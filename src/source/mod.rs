//! Plugin abstraction for fetching time-series data.
//!
//! This module provides a trait-based abstraction over whatever actually
//! knows how to produce samples for a window: a JSON file, an external
//! command, or an async byte stream.

mod command;
mod file;
mod stream;

pub use command::CommandPlugin;
pub use file::FilePlugin;
pub use stream::StreamPlugin;

use std::fmt::Debug;

use async_trait::async_trait;

use crate::data::{PluginResult, RangeOptions, TimeWindow};
use crate::error::PluginError;

/// A data source that produces samples for a resolved window.
///
/// Implementations are free to ignore the window or the raw options; the
/// result is classified into a [`PluginResult`] before it is returned.
///
/// # Example
///
/// ```
/// use async_trait::async_trait;
/// use tsa::{Plugin, PluginError, PluginResult, RangeOptions, TimeWindow};
///
/// #[derive(Debug)]
/// struct Constant;
///
/// #[async_trait]
/// impl Plugin for Constant {
///     async fn execute(
///         &self,
///         _window: &TimeWindow,
///         _options: &RangeOptions,
///     ) -> Result<PluginResult, PluginError> {
///         Ok(PluginResult::Flat(vec![1.0, 2.0, 3.0]))
///     }
///
///     fn description(&self) -> &str {
///         "constant"
///     }
/// }
/// ```
#[async_trait]
pub trait Plugin: Send + Sync + Debug {
    /// Fetch the data for `window`.
    ///
    /// Failures are returned unchanged to the caller; plugins are never
    /// retried.
    async fn execute(
        &self,
        window: &TimeWindow,
        options: &RangeOptions,
    ) -> Result<PluginResult, PluginError>;

    /// Returns a human-readable description of the plugin.
    ///
    /// Used in log output.
    fn description(&self) -> &str;
}

/// Decode a JSON document and classify its shape.
fn decode(bytes: &[u8]) -> Result<PluginResult, PluginError> {
    let value: serde_json::Value = serde_json::from_slice(bytes)?;
    Ok(PluginResult::from_json(value)?)
}
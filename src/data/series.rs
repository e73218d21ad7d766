//! Plugin result types.
//!
//! A plugin returns either one series or a labeled collection of series.
//! The JSON accepted on the wire is:
//!
//! ```text
//! [1.5, 2.0, 3.25]                         flat series of values
//! [[1700000000000, 1.5], [..., 2.0]]       flat series of [timestamp, value]
//! {"data": {"cpu": [...], "mem": [...]}}   labeled series
//! ```

use std::collections::BTreeMap;

use serde::Deserialize;
use serde_json::Value;

use crate::error::ShapeError;

/// An ordered sequence of sample values.
pub type Series = Vec<f64>;

/// Series keyed by label. Labels iterate in sorted order.
pub type LabeledSeries = BTreeMap<String, Series>;

/// Everything a plugin can hand back.
#[derive(Debug, Clone, PartialEq)]
pub enum PluginResult {
    Flat(Series),
    Labeled(LabeledSeries),
}

/// One sample as it appears on the wire.
#[derive(Deserialize)]
#[serde(untagged)]
enum RawSample {
    Value(f64),
    Point(f64, f64),
}

impl RawSample {
    fn value(self) -> f64 {
        match self {
            RawSample::Value(v) => v,
            RawSample::Point(_, v) => v,
        }
    }
}

impl PluginResult {
    /// Classify a decoded JSON document.
    pub fn from_json(value: Value) -> Result<Self, ShapeError> {
        match value {
            Value::Array(_) => parse_series(value, None).map(PluginResult::Flat),
            Value::Object(mut object) => match object.remove("data") {
                Some(Value::Object(data)) => {
                    let mut labeled = LabeledSeries::new();
                    for (label, series) in data {
                        let series = parse_series(series, Some(&label))?;
                        labeled.insert(label, series);
                    }
                    Ok(PluginResult::Labeled(labeled))
                }
                Some(other) => Err(ShapeError(format!(
                    "\"data\" must be an object of series, found {}",
                    kind(&other)
                ))),
                None => Err(ShapeError(
                    "expected an array of samples or an object with a \"data\" field".to_string(),
                )),
            },
            other => Err(ShapeError(format!(
                "expected an array of samples or an object with a \"data\" field, found {}",
                kind(&other)
            ))),
        }
    }

    /// Total number of samples across all series.
    pub fn sample_count(&self) -> usize {
        match self {
            PluginResult::Flat(series) => series.len(),
            PluginResult::Labeled(labeled) => labeled.values().map(Vec::len).sum(),
        }
    }
}

fn parse_series(value: Value, label: Option<&str>) -> Result<Series, ShapeError> {
    let samples: Vec<RawSample> = serde_json::from_value(value).map_err(|e| {
        let context = match label {
            Some(label) => format!("series '{}'", label),
            None => "series".to_string(),
        };
        ShapeError(format!(
            "{} must contain numbers or [timestamp, value] pairs ({})",
            context, e
        ))
    })?;
    Ok(samples.into_iter().map(RawSample::value).collect())
}

fn kind(value: &Value) -> &'static str {
    match value {
        Value::Null => "null",
        Value::Bool(_) => "a boolean",
        Value::Number(_) => "a number",
        Value::String(_) => "a string",
        Value::Array(_) => "an array",
        Value::Object(_) => "an object",
    }
}

#[cfg(test)]
mod tests {
    use super::*;
    use serde_json::json;

    #[test]
    fn test_flat_values() {
        let result = PluginResult::from_json(json!([1, 2.5, 3])).unwrap();
        assert_eq!(result, PluginResult::Flat(vec![1.0, 2.5, 3.0]));
        assert_eq!(result.sample_count(), 3);
    }

    #[test]
    fn test_flat_points_use_second_element() {
        let result =
            PluginResult::from_json(json!([[1700000000000i64, 4], [1700000030000i64, 6]]))
                .unwrap();
        assert_eq!(result, PluginResult::Flat(vec![4.0, 6.0]));
    }

    #[test]
    fn test_labeled() {
        let result = PluginResult::from_json(json!({
            "data": { "b": [10, 20], "a": [[0, 1], [30, 2]] }
        }))
        .unwrap();

        let PluginResult::Labeled(labeled) = result else {
            panic!("expected labeled result");
        };
        let labels: Vec<_> = labeled.keys().cloned().collect();
        assert_eq!(labels, vec!["a", "b"]);
        assert_eq!(labeled["a"], vec![1.0, 2.0]);
        assert_eq!(labeled["b"], vec![10.0, 20.0]);
    }

    #[test]
    fn test_rejects_unknown_shapes() {
        let err = PluginResult::from_json(json!("hello")).unwrap_err();
        assert!(err.0.contains("found a string"));

        let err = PluginResult::from_json(json!({ "values": [1, 2] })).unwrap_err();
        assert!(err.0.contains("\"data\""));

        let err = PluginResult::from_json(json!({ "data": [1, 2] })).unwrap_err();
        assert!(err.0.contains("found an array"));

        let err = PluginResult::from_json(json!({ "data": { "cpu": "x" } })).unwrap_err();
        assert!(err.0.contains("series 'cpu'"));

        assert!(PluginResult::from_json(json!([1, "two"])).is_err());
        assert!(PluginResult::from_json(json!([[1, 2, 3]])).is_err());
    }
}
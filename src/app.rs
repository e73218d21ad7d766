//! The fetch-then-summarize pipeline for one invocation.

use std::time::Duration;

use tracing::{debug, info};

use crate::config::Settings;
use crate::data::window::now_ms;
use crate::data::{
    resolve_window_at, summarize, PluginResult, RangeOptions, SeriesSummary, TimeWindow,
};
use crate::error::{PluginError, Result};
use crate::source::Plugin;

/// One `tsa` invocation: a plugin plus the options to run it with.
#[derive(Debug)]
pub struct App {
    plugin: Box<dyn Plugin>,
    options: RangeOptions,
    timeout: Option<Duration>,
}

impl App {
    pub fn new(plugin: Box<dyn Plugin>, options: RangeOptions) -> Self {
        Self {
            plugin,
            options,
            timeout: None,
        }
    }

    /// Build an app from loaded settings.
    pub fn from_settings(settings: &Settings) -> Result<Self> {
        let app = Self::new(settings.plugin.build()?, settings.range_options());
        Ok(match settings.timeout()? {
            Some(timeout) => app.with_timeout(timeout),
            None => app,
        })
    }

    /// Bound the plugin fetch by `timeout`.
    pub fn with_timeout(mut self, timeout: Duration) -> Self {
        self.timeout = Some(timeout);
        self
    }

    pub fn options(&self) -> &RangeOptions {
        &self.options
    }

    /// Resolve the window against the wall clock and summarize.
    pub async fn run(&self) -> Result<Vec<SeriesSummary>> {
        self.run_at(now_ms()).await
    }

    /// Resolve the window relative to `now` (epoch ms) and summarize.
    pub async fn run_at(&self, now: i64) -> Result<Vec<SeriesSummary>> {
        let window = resolve_window_at(&self.options, now)?;
        info!(
            start = window.start,
            end = window.end,
            step = window.step,
            plugin = self.plugin.description(),
            "fetching series"
        );

        let result = self.fetch(&window).await?;
        debug!(samples = result.sample_count(), "plugin returned");

        summarize(&result, self.options.aggregate)
    }

    async fn fetch(&self, window: &TimeWindow) -> Result<PluginResult> {
        let fetch = self.plugin.execute(window, &self.options);
        let result = match self.timeout {
            Some(timeout) => tokio::time::timeout(timeout, fetch)
                .await
                .map_err(|_| PluginError::Timeout(timeout))?,
            None => fetch.await,
        };
        Ok(result?)
    }
}
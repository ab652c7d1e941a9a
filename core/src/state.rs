use alloc::string::String;
use serde::{Deserialize, Serialize};

use crate::*;

#[derive(Copy, Clone, Debug, Default, PartialEq, Eq, Serialize, Deserialize)]
pub enum Modal {
    #[default]
    Empty,
    Info,
}

#[derive(Copy, Clone, Debug, PartialEq, Eq, Serialize, Deserialize)]
pub struct PuzzleSize {
    pub rows: Coord,
    pub cols: Coord,
}

/// Display-only metadata.
#[derive(Clone, Debug, Default, PartialEq, Eq, Serialize, Deserialize)]
pub struct PuzzleInfo {
    pub date: String,
    pub title: String,
    pub author: String,
    pub editor: String,
    pub copyright: String,
}

/// Top-level client state. `Loading` forks once into `Loaded` or `Failure`.
#[derive(Clone, Debug, Default, PartialEq)]
pub enum AppState {
    #[default]
    Loading,
    Loaded(PuzzleState),
    Failure,
}

impl AppState {
    pub fn puzzle(&self) -> Option<&PuzzleState> {
        match self {
            Self::Loaded(puzzle) => Some(puzzle),
            Self::Loading | Self::Failure => None,
        }
    }
}

/// A loaded puzzle together with the local selection.
#[derive(Clone, Debug, PartialEq, Serialize, Deserialize)]
pub struct PuzzleState {
    pub(crate) grid: Grid,
    pub(crate) clues: ClueDirectory,
    pub(crate) size: PuzzleSize,
    pub(crate) info: PuzzleInfo,
    pub(crate) active_clue_index: Option<ClueIndex>,
    pub(crate) active_cell: Option<Coord2>,
    pub(crate) other_clue_index: Option<ClueIndex>,
    pub(crate) modal: Modal,
}

impl PuzzleState {
    /// Checks the cross references between grid and clues and starts with
    /// nothing selected.
    pub fn new(grid: Grid, clues: ClueDirectory, info: PuzzleInfo) -> Result<Self> {
        for cell in grid.iter() {
            for index in [cell.across_clue_index, cell.down_clue_index]
                .into_iter()
                .flatten()
            {
                if cell.is_blocked() {
                    return Err(PuzzleError::BlockedCellInClue {
                        row: cell.row,
                        col: cell.col,
                    });
                }
                if index >= clues.len() {
                    return Err(PuzzleError::ClueIndexOutOfRange(index));
                }
            }
        }

        for (index, clue) in clues.iter().enumerate() {
            match grid.get(clue.start()) {
                Some(cell) if !cell.is_blocked() => {}
                _ => return Err(PuzzleError::InvalidClueStart(index)),
            }
        }

        let (rows, cols) = grid.size();
        Ok(Self {
            grid,
            clues,
            size: PuzzleSize { rows, cols },
            info,
            active_clue_index: None,
            active_cell: None,
            other_clue_index: None,
            modal: Modal::Empty,
        })
    }

    pub fn grid(&self) -> &Grid {
        &self.grid
    }

    pub fn clues(&self) -> &ClueDirectory {
        &self.clues
    }

    pub fn size(&self) -> PuzzleSize {
        self.size
    }

    pub fn info(&self) -> &PuzzleInfo {
        &self.info
    }

    pub fn active_clue_index(&self) -> Option<ClueIndex> {
        self.active_clue_index
    }

    pub fn active_cell(&self) -> Option<Coord2> {
        self.active_cell
    }

    pub fn other_clue_index(&self) -> Option<ClueIndex> {
        self.other_clue_index
    }

    pub fn modal(&self) -> Modal {
        self.modal
    }

    pub fn active_clue(&self) -> Option<&Clue> {
        self.active_clue_index.and_then(|index| self.clues.get(index))
    }

    pub fn set_modal(&mut self, modal: Modal) {
        self.modal = modal;
    }

    /// Cosmetic highlight driven by a collaborator.
    pub fn set_other_clue(&mut self, other_clue_index: Option<ClueIndex>) {
        self.other_clue_index = other_clue_index;
    }
}
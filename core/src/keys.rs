use serde::{Deserialize, Serialize};

#[derive(Copy, Clone, Debug, PartialEq, Eq, Serialize, Deserialize)]
pub enum ArrowKey {
    Up,
    Down,
    Left,
    Right,
}

#[derive(Copy, Clone, Debug, PartialEq, Eq, Serialize, Deserialize)]
pub enum ControlKey {
    Enter,
    Backspace,
    Tab,
    ShiftTab,
    Escape,
}

/// A decoded key press.
#[derive(Copy, Clone, Debug, PartialEq, Eq, Serialize, Deserialize)]
pub enum KeyInput {
    Arrow(ArrowKey),
    Letter(char),
    Control(ControlKey),
    Unsupported,
}

/// Maps a physical key identifier such as `KeyA` or `ArrowLeft` to an input.
/// Never fails; anything unknown is [`KeyInput::Unsupported`].
pub fn decode_key(code: &str) -> KeyInput {
    if let Some(arrow) = code.strip_prefix("Arrow") {
        return match arrow {
            "Up" => KeyInput::Arrow(ArrowKey::Up),
            "Down" => KeyInput::Arrow(ArrowKey::Down),
            "Left" => KeyInput::Arrow(ArrowKey::Left),
            "Right" => KeyInput::Arrow(ArrowKey::Right),
            _ => KeyInput::Unsupported,
        };
    }

    if let Some(letter) = code.strip_prefix("Key") {
        return match letter.chars().next() {
            Some(ch) => KeyInput::Letter(ch),
            None => KeyInput::Unsupported,
        };
    }

    match code {
        "Enter" => KeyInput::Control(ControlKey::Enter),
        "Backspace" => KeyInput::Control(ControlKey::Backspace),
        "Tab" => KeyInput::Control(ControlKey::Tab),
        "ShiftTab" => KeyInput::Control(ControlKey::ShiftTab),
        "Escape" => KeyInput::Control(ControlKey::Escape),
        _ => KeyInput::Unsupported,
    }
}

#[cfg(test)]
mod tests {
    use super::*;

    #[test]
    fn letters_come_from_physical_key_code() {
        assert_eq!(decode_key("KeyA"), KeyInput::Letter('A'));
        assert_eq!(decode_key("KeyZ"), KeyInput::Letter('Z'));
        assert_eq!(decode_key("Key"), KeyInput::Unsupported);
    }

    #[test]
    fn arrows_decode_by_suffix() {
        assert_eq!(decode_key("ArrowUp"), KeyInput::Arrow(ArrowKey::Up));
        assert_eq!(decode_key("ArrowRight"), KeyInput::Arrow(ArrowKey::Right));
        assert_eq!(decode_key("ArrowSideways"), KeyInput::Unsupported);
    }

    #[test]
    fn controls_match_exactly() {
        assert_eq!(decode_key("Enter"), KeyInput::Control(ControlKey::Enter));
        assert_eq!(decode_key("ShiftTab"), KeyInput::Control(ControlKey::ShiftTab));
        assert_eq!(decode_key("Escape"), KeyInput::Control(ControlKey::Escape));
        assert_eq!(decode_key("enter"), KeyInput::Unsupported);
        assert_eq!(decode_key("Digit1"), KeyInput::Unsupported);
        assert_eq!(decode_key(""), KeyInput::Unsupported);
    }
}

**TO DO:** From the entries, give the number of lines where the string "SeriesSummary" is found, and nothing else.

**TASK RESULT:** 3